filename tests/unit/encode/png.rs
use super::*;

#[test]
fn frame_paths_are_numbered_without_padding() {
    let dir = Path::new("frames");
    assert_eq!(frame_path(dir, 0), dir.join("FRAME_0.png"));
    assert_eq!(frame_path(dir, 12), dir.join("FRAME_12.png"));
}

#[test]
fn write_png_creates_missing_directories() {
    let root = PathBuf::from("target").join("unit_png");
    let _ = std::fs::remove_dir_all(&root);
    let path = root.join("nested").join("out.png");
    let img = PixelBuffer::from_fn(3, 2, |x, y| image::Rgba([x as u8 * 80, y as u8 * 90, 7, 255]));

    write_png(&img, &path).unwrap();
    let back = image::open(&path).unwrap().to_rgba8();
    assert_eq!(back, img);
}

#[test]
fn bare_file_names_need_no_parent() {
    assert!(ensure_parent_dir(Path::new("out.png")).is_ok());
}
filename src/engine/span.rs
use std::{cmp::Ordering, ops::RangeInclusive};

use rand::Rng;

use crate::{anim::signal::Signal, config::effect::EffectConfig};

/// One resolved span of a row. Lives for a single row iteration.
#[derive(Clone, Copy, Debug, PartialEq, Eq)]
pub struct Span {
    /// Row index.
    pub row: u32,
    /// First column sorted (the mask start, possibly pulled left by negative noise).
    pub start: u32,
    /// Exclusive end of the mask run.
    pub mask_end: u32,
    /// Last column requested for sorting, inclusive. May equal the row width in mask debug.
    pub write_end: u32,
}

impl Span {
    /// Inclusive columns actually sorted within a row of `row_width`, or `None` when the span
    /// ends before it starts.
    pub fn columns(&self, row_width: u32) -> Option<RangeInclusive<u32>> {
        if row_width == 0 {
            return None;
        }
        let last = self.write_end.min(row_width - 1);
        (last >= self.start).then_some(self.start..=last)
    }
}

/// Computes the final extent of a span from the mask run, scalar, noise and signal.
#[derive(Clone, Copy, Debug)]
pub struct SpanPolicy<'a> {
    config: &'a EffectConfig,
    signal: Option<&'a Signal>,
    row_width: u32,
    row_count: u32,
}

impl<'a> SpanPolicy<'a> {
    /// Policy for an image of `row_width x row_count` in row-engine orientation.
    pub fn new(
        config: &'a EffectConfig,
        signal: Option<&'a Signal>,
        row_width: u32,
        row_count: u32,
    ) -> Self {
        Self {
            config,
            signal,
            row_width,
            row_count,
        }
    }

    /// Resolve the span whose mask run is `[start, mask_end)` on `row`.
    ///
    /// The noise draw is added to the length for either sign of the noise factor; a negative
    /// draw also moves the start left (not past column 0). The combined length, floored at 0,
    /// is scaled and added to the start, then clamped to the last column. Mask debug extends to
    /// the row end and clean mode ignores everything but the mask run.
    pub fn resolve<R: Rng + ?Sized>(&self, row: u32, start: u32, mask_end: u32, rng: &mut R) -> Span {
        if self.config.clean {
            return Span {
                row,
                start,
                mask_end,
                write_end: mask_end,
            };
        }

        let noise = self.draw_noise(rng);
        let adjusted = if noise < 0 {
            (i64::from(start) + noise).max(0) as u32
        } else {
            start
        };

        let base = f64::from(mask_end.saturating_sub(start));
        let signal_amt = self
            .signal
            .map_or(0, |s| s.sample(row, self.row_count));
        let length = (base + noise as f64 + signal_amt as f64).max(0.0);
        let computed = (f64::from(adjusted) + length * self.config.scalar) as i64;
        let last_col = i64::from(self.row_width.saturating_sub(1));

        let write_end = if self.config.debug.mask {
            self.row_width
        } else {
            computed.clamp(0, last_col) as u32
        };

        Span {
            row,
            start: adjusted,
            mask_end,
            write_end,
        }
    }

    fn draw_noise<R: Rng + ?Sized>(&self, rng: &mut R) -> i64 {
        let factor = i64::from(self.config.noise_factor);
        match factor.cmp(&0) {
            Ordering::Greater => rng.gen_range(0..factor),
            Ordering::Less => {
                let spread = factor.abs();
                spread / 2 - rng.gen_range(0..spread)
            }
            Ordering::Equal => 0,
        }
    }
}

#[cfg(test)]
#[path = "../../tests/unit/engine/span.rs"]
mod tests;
==
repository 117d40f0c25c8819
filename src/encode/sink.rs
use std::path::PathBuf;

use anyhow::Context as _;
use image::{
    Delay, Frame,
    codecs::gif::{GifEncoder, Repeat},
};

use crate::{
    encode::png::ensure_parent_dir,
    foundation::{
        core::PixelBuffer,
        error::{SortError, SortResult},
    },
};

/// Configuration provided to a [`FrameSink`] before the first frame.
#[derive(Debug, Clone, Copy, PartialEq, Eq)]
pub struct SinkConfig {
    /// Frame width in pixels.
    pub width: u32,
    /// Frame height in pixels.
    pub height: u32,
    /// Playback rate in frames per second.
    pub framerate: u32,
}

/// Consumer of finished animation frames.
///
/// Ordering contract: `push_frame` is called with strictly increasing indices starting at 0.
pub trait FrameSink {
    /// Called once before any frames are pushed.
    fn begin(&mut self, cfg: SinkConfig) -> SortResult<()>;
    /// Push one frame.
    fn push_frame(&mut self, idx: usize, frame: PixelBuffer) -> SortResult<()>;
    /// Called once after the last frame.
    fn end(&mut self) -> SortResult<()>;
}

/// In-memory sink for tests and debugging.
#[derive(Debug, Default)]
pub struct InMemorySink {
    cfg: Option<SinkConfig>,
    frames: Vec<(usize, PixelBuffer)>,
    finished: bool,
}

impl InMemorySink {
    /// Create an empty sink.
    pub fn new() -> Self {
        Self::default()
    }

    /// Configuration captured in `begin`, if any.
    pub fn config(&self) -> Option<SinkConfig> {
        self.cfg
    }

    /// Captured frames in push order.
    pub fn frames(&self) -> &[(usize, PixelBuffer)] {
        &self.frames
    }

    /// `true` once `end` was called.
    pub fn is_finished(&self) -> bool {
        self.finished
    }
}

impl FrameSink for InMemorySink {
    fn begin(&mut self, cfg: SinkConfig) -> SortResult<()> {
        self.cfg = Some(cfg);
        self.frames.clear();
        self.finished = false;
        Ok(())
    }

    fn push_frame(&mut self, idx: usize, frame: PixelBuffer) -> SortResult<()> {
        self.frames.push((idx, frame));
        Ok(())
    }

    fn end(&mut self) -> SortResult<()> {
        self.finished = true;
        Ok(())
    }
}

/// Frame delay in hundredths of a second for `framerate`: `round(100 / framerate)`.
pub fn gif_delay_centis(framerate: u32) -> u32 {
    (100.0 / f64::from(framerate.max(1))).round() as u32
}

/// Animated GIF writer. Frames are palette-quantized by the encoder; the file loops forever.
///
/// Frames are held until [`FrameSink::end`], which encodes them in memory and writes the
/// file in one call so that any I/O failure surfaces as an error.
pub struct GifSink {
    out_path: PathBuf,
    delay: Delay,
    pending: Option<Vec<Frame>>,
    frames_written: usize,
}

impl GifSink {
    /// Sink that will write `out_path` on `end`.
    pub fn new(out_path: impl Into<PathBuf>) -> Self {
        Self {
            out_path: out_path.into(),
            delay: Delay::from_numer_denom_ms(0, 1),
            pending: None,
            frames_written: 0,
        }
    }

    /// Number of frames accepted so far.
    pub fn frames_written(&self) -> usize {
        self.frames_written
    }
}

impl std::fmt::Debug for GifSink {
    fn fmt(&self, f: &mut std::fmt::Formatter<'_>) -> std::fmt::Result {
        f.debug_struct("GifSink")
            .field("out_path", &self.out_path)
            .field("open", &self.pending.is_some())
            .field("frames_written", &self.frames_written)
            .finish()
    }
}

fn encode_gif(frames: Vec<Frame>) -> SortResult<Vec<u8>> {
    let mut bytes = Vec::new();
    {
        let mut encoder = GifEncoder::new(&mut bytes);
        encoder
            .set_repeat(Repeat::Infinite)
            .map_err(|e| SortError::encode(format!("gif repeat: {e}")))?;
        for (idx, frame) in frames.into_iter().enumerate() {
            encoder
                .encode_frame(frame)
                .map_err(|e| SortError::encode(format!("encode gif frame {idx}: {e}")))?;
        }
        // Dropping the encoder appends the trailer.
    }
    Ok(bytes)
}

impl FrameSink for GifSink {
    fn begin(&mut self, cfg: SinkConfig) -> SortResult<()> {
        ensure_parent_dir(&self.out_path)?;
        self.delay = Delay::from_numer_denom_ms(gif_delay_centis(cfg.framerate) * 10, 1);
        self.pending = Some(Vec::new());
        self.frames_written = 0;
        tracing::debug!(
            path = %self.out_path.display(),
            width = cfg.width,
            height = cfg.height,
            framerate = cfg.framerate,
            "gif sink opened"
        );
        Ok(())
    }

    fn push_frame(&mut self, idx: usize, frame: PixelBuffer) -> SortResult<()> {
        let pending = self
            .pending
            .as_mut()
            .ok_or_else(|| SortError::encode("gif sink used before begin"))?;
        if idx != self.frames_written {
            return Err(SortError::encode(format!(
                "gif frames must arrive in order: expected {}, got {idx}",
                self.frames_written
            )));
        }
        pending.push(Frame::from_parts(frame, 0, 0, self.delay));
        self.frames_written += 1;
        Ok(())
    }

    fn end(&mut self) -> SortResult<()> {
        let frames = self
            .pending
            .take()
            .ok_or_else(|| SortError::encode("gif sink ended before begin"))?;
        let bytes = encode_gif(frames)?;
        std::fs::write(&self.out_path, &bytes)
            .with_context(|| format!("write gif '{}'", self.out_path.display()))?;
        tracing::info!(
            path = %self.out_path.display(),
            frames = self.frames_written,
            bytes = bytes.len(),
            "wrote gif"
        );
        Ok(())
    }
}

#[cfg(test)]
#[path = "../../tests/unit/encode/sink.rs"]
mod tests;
* * *
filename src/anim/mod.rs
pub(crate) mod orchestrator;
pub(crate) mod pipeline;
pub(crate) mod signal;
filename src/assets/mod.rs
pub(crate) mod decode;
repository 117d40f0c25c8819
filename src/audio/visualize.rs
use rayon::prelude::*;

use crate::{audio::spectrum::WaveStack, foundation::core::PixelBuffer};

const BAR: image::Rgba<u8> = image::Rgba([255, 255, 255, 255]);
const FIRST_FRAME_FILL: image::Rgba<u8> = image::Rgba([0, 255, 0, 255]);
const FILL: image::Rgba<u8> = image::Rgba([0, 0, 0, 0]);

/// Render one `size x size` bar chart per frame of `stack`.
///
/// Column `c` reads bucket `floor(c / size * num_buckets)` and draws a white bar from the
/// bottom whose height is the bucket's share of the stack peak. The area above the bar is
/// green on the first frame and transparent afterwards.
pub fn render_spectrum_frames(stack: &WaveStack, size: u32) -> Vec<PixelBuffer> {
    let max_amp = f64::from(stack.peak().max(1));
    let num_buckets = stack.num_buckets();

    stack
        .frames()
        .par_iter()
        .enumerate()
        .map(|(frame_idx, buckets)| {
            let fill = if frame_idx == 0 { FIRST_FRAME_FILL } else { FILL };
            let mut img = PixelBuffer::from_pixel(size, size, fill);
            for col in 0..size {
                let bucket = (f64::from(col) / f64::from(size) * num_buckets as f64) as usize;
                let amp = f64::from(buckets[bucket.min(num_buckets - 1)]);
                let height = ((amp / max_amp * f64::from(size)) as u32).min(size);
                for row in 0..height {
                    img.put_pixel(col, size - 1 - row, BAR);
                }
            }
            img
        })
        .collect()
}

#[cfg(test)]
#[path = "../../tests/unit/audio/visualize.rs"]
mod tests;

▶ **EXERCISE OBJECTIVE**
When you reach the line containing "the first frame." in the data above, start copying exactly, and stop after the line containing "self.frames.clear();".

▶ **RESULT OF THIS EXERCISE**
/// Configuration provided to a [`FrameSink`] before the first frame.
#[derive(Debug, Clone, Copy, PartialEq, Eq)]
pub struct SinkConfig {
    /// Frame width in pixels.
    pub width: u32,
    /// Frame height in pixels.
    pub height: u32,
    /// Playback rate in frames per second.
    pub framerate: u32,
}

/// Consumer of finished animation frames.
///
/// Ordering contract: `push_frame` is called with strictly increasing indices starting at 0.
pub trait FrameSink {
    /// Called once before any frames are pushed.
    fn begin(&mut self, cfg: SinkConfig) -> SortResult<()>;
    /// Push one frame.
    fn push_frame(&mut self, idx: usize, frame: PixelBuffer) -> SortResult<()>;
    /// Called once after the last frame.
    fn end(&mut self) -> SortResult<()>;
}

/// In-memory sink for tests and debugging.
#[derive(Debug, Default)]
pub struct InMemorySink {
    cfg: Option<SinkConfig>,
    frames: Vec<(usize, PixelBuffer)>,
    finished: bool,
}

impl InMemorySink {
    /// Create an empty sink.
    pub fn new() -> Self {
        Self::default()
    }

    /// Configuration captured in `begin`, if any.
    pub fn config(&self) -> Option<SinkConfig> {
        self.cfg
    }

    /// Captured frames in push order.
    pub fn frames(&self) -> &[(usize, PixelBuffer)] {
        &self.frames
    }

    /// `true` once `end` was called.
    pub fn is_finished(&self) -> bool {
        self.finished
    }
}

impl FrameSink for InMemorySink {
    fn begin(&mut self, cfg: SinkConfig) -> SortResult<()> {
        self.cfg = Some(cfg);
        self.frames.clear();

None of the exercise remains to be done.